Accompanied by copy of original purchase receipt from Susan Cummings Gallery, Mill Valley, California dated March 14, 1994
The Contemporary Art Collection of Francine & Benson Pilloff, Chapel Hill, North Carolina Exhibited:
GLASS TODAY, Cleveland Museum of Art, 1997, p. 73
Fusion: Contemporary Art Glass from North Carolina Collections, North Carolina Museum of Art, 2005
Born in Baltimore, Maryland in 1948 to a family of artists, Joyce Scott is celebrated as a sculptor, weaver, printmaker and is best known for her intricate bead work. She earned her Bachelor of Fine Arts degree from the Maryland Institute College of Art and her Masters of Fine Art from the Instituto Allende in San Miguel de Allende, Guanajuato, Mexico and is a MacArthur Fellow. Her art, influenced by her family's craft traditions and her African American heritage, confronts the context of contemporary societal issues and stereotypes. Scott has said that she believes "in messing with stereotypes. It's important for me to use art in a manner that incites people to look and then carry something home, even if it's subliminal." Her work primarily uses the peyote stitch, an off-loom, free-form, glass bead weaving technique that merges beads, blown glass, and repurposed objects with "autobiographical, sociological, and political content to confront difficult subjects, while also embracing the beauty of her materials."
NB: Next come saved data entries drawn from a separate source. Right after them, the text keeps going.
use actix_files as fs;
use actix_web::dev::Server;
use actix_web::{middleware::Logger, web, App, HttpServer};
use std::net::TcpListener;
use std::sync::Arc;

use crate::auth::SessionAuthenticator;
use crate::configuration::ApplicationSettings;
use crate::logger::LoggerMiddleware;
use crate::middleware::SessionMiddleware;
use crate::routes::{get_current_user, health_check, login, logout, signup};

pub fn run(
    listener: TcpListener,
    authenticator: Arc<SessionAuthenticator>,
    application: &ApplicationSettings,
) -> Result<Server, std::io::Error> {
    let authenticator_data = web::Data::from(authenticator.clone());
    let static_dir = application.static_dir.clone();

    let server = HttpServer::new(move || {
        App::new()
            // Innermost first: the session check runs inside both loggers
            .wrap(SessionMiddleware::new(authenticator.clone()))
            .wrap(LoggerMiddleware)
            .wrap(Logger::default())

            // Shared state
            .app_data(authenticator_data.clone())

            .route("/health_check", web::get().to(health_check))
            .service(
                web::scope("/api")
                    .route("/signup", web::post().to(signup))
                    .route("/login", web::post().to(login))
                    .route("/logout", web::post().to(logout))
                    .route("/me", web::get().to(get_current_user)),
            )

            // Static file serving (must be last to not override API routes)
            .service(fs::Files::new("/", &static_dir).index_file("index.html"))
    })
    .listen(listener)?
    .run();

    Ok(server)
}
Her work has been exhibited in numerous museum collections, including The Smithsonian American Art Museum, Philadelphia Museum of Art, The Mint Museum, and others. The Baltimore Museum of Art holds the largest collection of her work and in 2024, along with the Seattle Art Museum, organized a fifty-year retrospective of the artist,
Joyce J. Scott: Walk a Mile in My Dreams.
Good condition.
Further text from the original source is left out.